Connecting genes to diseases through proteins
Hundreds of connections between different human diseases have been uncovered through their shared origin in our genome by an international research team led by scientists from the Medical Research Council (MRC) Epidemiology Unit at the University of Cambridge, challenging the categorisation of diseases by organ, symptoms, or clinical speciality.
A new study published in Science today generated data on thousands of proteins circulating in our blood and combined this with genetic data to produce a map showing how genetic differences that affect these proteins link together seemingly diverse as well as related diseases.
Proteins are essential functional units of the human body that are composed of amino acids and coded for by our genes.
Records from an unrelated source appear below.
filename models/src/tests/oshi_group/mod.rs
mod builder;
//! Shared fixtures for the HTTP integration tests.

use client_core::api_client::ApiClient;
use client_core::token_store::{CredentialProvider, MemoryTokenStore};

use serde_json::{Value, json};
use std::sync::Arc;
use std::time::Duration;

pub const TEST_TOKEN: &str = "test-token-12345";

/// A port nothing listens on.
pub const REFUSED_BASE_URL: &str = "http://127.0.0.1:1";

pub fn client_with(base_url: &str, credentials: Arc<dyn CredentialProvider>) -> ApiClient {
    ApiClient::new(base_url, Duration::from_secs(5), credentials)
        .expect("Failed to build API client")
}

pub fn signed_in_client(base_url: &str) -> ApiClient {
    client_with(base_url, Arc::new(MemoryTokenStore::with_token(TEST_TOKEN)))
}

pub fn anonymous_client(base_url: &str) -> ApiClient {
    client_with(base_url, Arc::new(MemoryTokenStore::new()))
}

pub fn group_json(id: i64, name: &str, company: Option<&str>) -> Value {
    json!({
        "id": id,
        "userId": 7,
        "groupName": name,
        "company": company,
        "description": null,
        "createdAt": "2024-01-15T10:30:00",
        "updatedAt": "2024-01-15T10:30:00"
    })
}

pub fn auth_json(token: &str) -> Value {
    json!({
        "token": token,
        "type": "Bearer",
        "userId": 7,
        "username": "alice",
        "email": "alice@example.com"
    })
}
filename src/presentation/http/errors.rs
//! HTTP error handling and response conversion.
//!
//! Every failure leaving a handler is converted to a JSON envelope of the form
//! `{"error": message}` with a status code determined by the error class. The
//! full error is logged; the response body carries only a user-safe message.

use crate::domain::shared::errors::DomainError;
use axum::{
    Json,
    http::StatusCode,
    response::{IntoResponse, Response},
};
use serde_json::json;
use std::fmt;

/// Application-level errors returned from handlers.
#[derive(Debug)]
pub enum AppError {
    /// Referenced resource absent (404).
    NotFound(String),

    /// Malformed or rejected request data (400).
    BadRequest(String),

    /// Request data failed validation (400).
    ValidationError(String),

    /// Missing or invalid bearer credential (401).
    Unauthorized(String),

    /// Authenticated but not allowed, e.g. non-owner delete (403).
    Forbidden(String),

    /// Database operation failed (500).
    Database(String),

    /// Storage/file operation failed (500).
    Storage(String),

    /// Unclassified internal error (500).
    Internal(String),
}

impl fmt::Display for AppError {
    fn fmt(&self, f: &mut fmt::Formatter<'_>) -> fmt::Result {
        match self {
            Self::NotFound(msg) => write!(f, "Not found: {}", msg),
            Self::BadRequest(msg) => write!(f, "Bad request: {}", msg),
            Self::ValidationError(msg) => write!(f, "Validation error: {}", msg),
            Self::Unauthorized(msg) => write!(f, "Unauthorized: {}", msg),
            Self::Forbidden(msg) => write!(f, "Forbidden: {}", msg),
            Self::Database(msg) => write!(f, "Database error: {}", msg),
            Self::Storage(msg) => write!(f, "Storage error: {}", msg),
            Self::Internal(msg) => write!(f, "Internal error: {}", msg),
        }
    }
}

impl AppError {
    /// Get the appropriate HTTP status code for this error.
    pub fn status_code(&self) -> StatusCode {
        match self {
            Self::NotFound(_) => StatusCode::NOT_FOUND,
            Self::BadRequest(_) | Self::ValidationError(_) => StatusCode::BAD_REQUEST,
            Self::Unauthorized(_) => StatusCode::UNAUTHORIZED,
            Self::Forbidden(_) => StatusCode::FORBIDDEN,
            Self::Database(_) | Self::Storage(_) | Self::Internal(_) => {
                StatusCode::INTERNAL_SERVER_ERROR
            }
        }
    }

    /// Get a user-safe error message (without implementation details).
    fn user_message(&self) -> String {
        match self {
            Self::NotFound(msg) => msg.clone(),
            Self::BadRequest(msg) => msg.clone(),
            Self::ValidationError(msg) => msg.clone(),
            Self::Unauthorized(msg) => msg.clone(),
            Self::Forbidden(msg) => msg.clone(),
            Self::Database(_) => "Database operation failed".into(),
            Self::Storage(_) => "File operation failed".into(),
            Self::Internal(_) => "Internal server error".into(),
        }
    }
}

impl IntoResponse for AppError {
    fn into_response(self) -> Response {
        let status = self.status_code();
        let message = self.user_message();

        match status {
            StatusCode::INTERNAL_SERVER_ERROR => {
                tracing::error!("error={}", self);
            }
            StatusCode::BAD_REQUEST
            | StatusCode::UNAUTHORIZED
            | StatusCode::FORBIDDEN
            | StatusCode::NOT_FOUND => {
                tracing::warn!("error={}", self);
            }
            _ => {
                tracing::info!("error={}", self);
            }
        }

        (status, Json(json!({ "error": message }))).into_response()
    }
}

impl From<DomainError> for AppError {
    fn from(err: DomainError) -> Self {
        match err {
            DomainError::NotFound(msg) => AppError::NotFound(msg),
            DomainError::ValidationError(msg) => AppError::ValidationError(msg),
            DomainError::InfrastructureError(msg) => {
                tracing::error!(infrastructure_error = %msg);
                AppError::Internal(msg)
            }
            DomainError::Unauthorized => AppError::Forbidden("Unauthorized".into()),
        }
    }
}

impl From<sqlx::Error> for AppError {
    fn from(err: sqlx::Error) -> Self {
        match err {
            sqlx::Error::RowNotFound => AppError::NotFound("Record not found".into()),
            sqlx::Error::PoolTimedOut => {
                tracing::warn!("Database connection pool exhausted, timing out");
                AppError::Database("Connection pool exhausted".into())
            }
            sqlx::Error::PoolClosed => {
                tracing::error!("Database connection pool closed");
                AppError::Database("Database connection unavailable".into())
            }
            _ => {
                tracing::error!(database_error = %err);
                AppError::Database("Database error".into())
            }
        }
    }
}

impl From<reqwest::Error> for AppError {
    fn from(err: reqwest::Error) -> Self {
        if err.is_timeout() || err.is_connect() {
            tracing::warn!(reqwest_error = %err);
            AppError::BadRequest("Failed to fetch image".into())
        } else {
            tracing::error!(reqwest_error = %err);
            AppError::Internal("External request failed".into())
        }
    }
}

impl From<anyhow::Error> for AppError {
    fn from(err: anyhow::Error) -> Self {
        tracing::error!(anyhow_error = %err, "Unclassified error with chain");
        err.chain().for_each(|cause| {
            tracing::error!(cause = %cause, "Error source");
        });
        AppError::Internal("Operation failed".into())
    }
}

#[cfg(test)]
mod tests {
    use super::*;

    #[test]
    fn test_error_status_codes() {
        assert_eq!(
            AppError::NotFound("test".into()).status_code(),
            StatusCode::NOT_FOUND
        );
        assert_eq!(
            AppError::BadRequest("test".into()).status_code(),
            StatusCode::BAD_REQUEST
        );
        assert_eq!(
            AppError::Unauthorized("test".into()).status_code(),
            StatusCode::UNAUTHORIZED
        );
        assert_eq!(
            AppError::Forbidden("test".into()).status_code(),
            StatusCode::FORBIDDEN
        );
        assert_eq!(
            AppError::Database("test".into()).status_code(),
            StatusCode::INTERNAL_SERVER_ERROR
        );
    }

    #[test]
    fn test_not_found_keeps_message() {
        let err: AppError = DomainError::NotFound("Recipe not found".into()).into();
        assert_eq!(err.status_code(), StatusCode::NOT_FOUND);
        assert_eq!(err.to_string(), "Not found: Recipe not found");
    }
}
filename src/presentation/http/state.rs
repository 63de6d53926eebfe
use crate::{
    application::interactions::use_case::InteractionService,
    config::Config,
    domain::recipe::repository::RecipeRepository,
    infrastructure::storage::traits::StorageService,
};
use sqlx::PgPool;
use std::sync::Arc;

#[derive(Clone)]
pub struct AppState {
    pub db: PgPool,
    pub storage: Arc<dyn StorageService>,
    pub http: reqwest::Client,
    pub config: Config,
    pub recipe_repo: Arc<dyn RecipeRepository>,
    pub interactions: InteractionService,
}
pub mod interactions;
Malfunctions of proteins cause diseases across most medical specialties and organ systems, and proteins are also the most common target of drugs that exist today.
The findings published today help explain why seemingly unrelated symptoms can occur at the same time in patients and suggest that we should reconsider how diverse diseases can be caused by the same underlying protein or mechanism. Where a protein is a drug target, this information can point to new strategies for treating a variety of conditions, as well as minimizing adverse effects.
In the study using blood samples from over 10,000 participants from the Fenland study, the team led by senior author Dr. Claudia Langenberg at the MRC Epidemiology Unit and Berlin Institute of Health at Charité Universitätsmedizin, Germany, demonstrated that natural variation in 2,500 regions of the human genome is very robustly associated with differences in abundance or function of 5,000 proteins circulating in the blood.
This approach addresses an important bottleneck in the translation of basic science to clinically actionable insights. While large scale studies of the human genome have identified many thousands of variants in our DNA sequence that are associated with disease, underlying mechanisms remain often poorly understood due to uncertainties in mapping those variants to genes. By linking such disease-related DNA variations to the abundance or function of an encoded protein, the team produced strong evidence for which genes are involved, and identified novel mechanisms by which proteins mediate genetic risk into disease onset.
For example, multiple genome-wide association studies (GWAS) have linked a region of the human genome known as KAT8 with Alzheimer's disease but failed to identify which gene in this region was involved. By combining data on both proteins and genes the team was able to identify a gene in the KAT8 region named PRSS8, which codes for the protein prostasin, as a novel candidate gene in Alzheimer's disease. Similarly, they identified a novel risk gene for endometrial cancer (RSPO3).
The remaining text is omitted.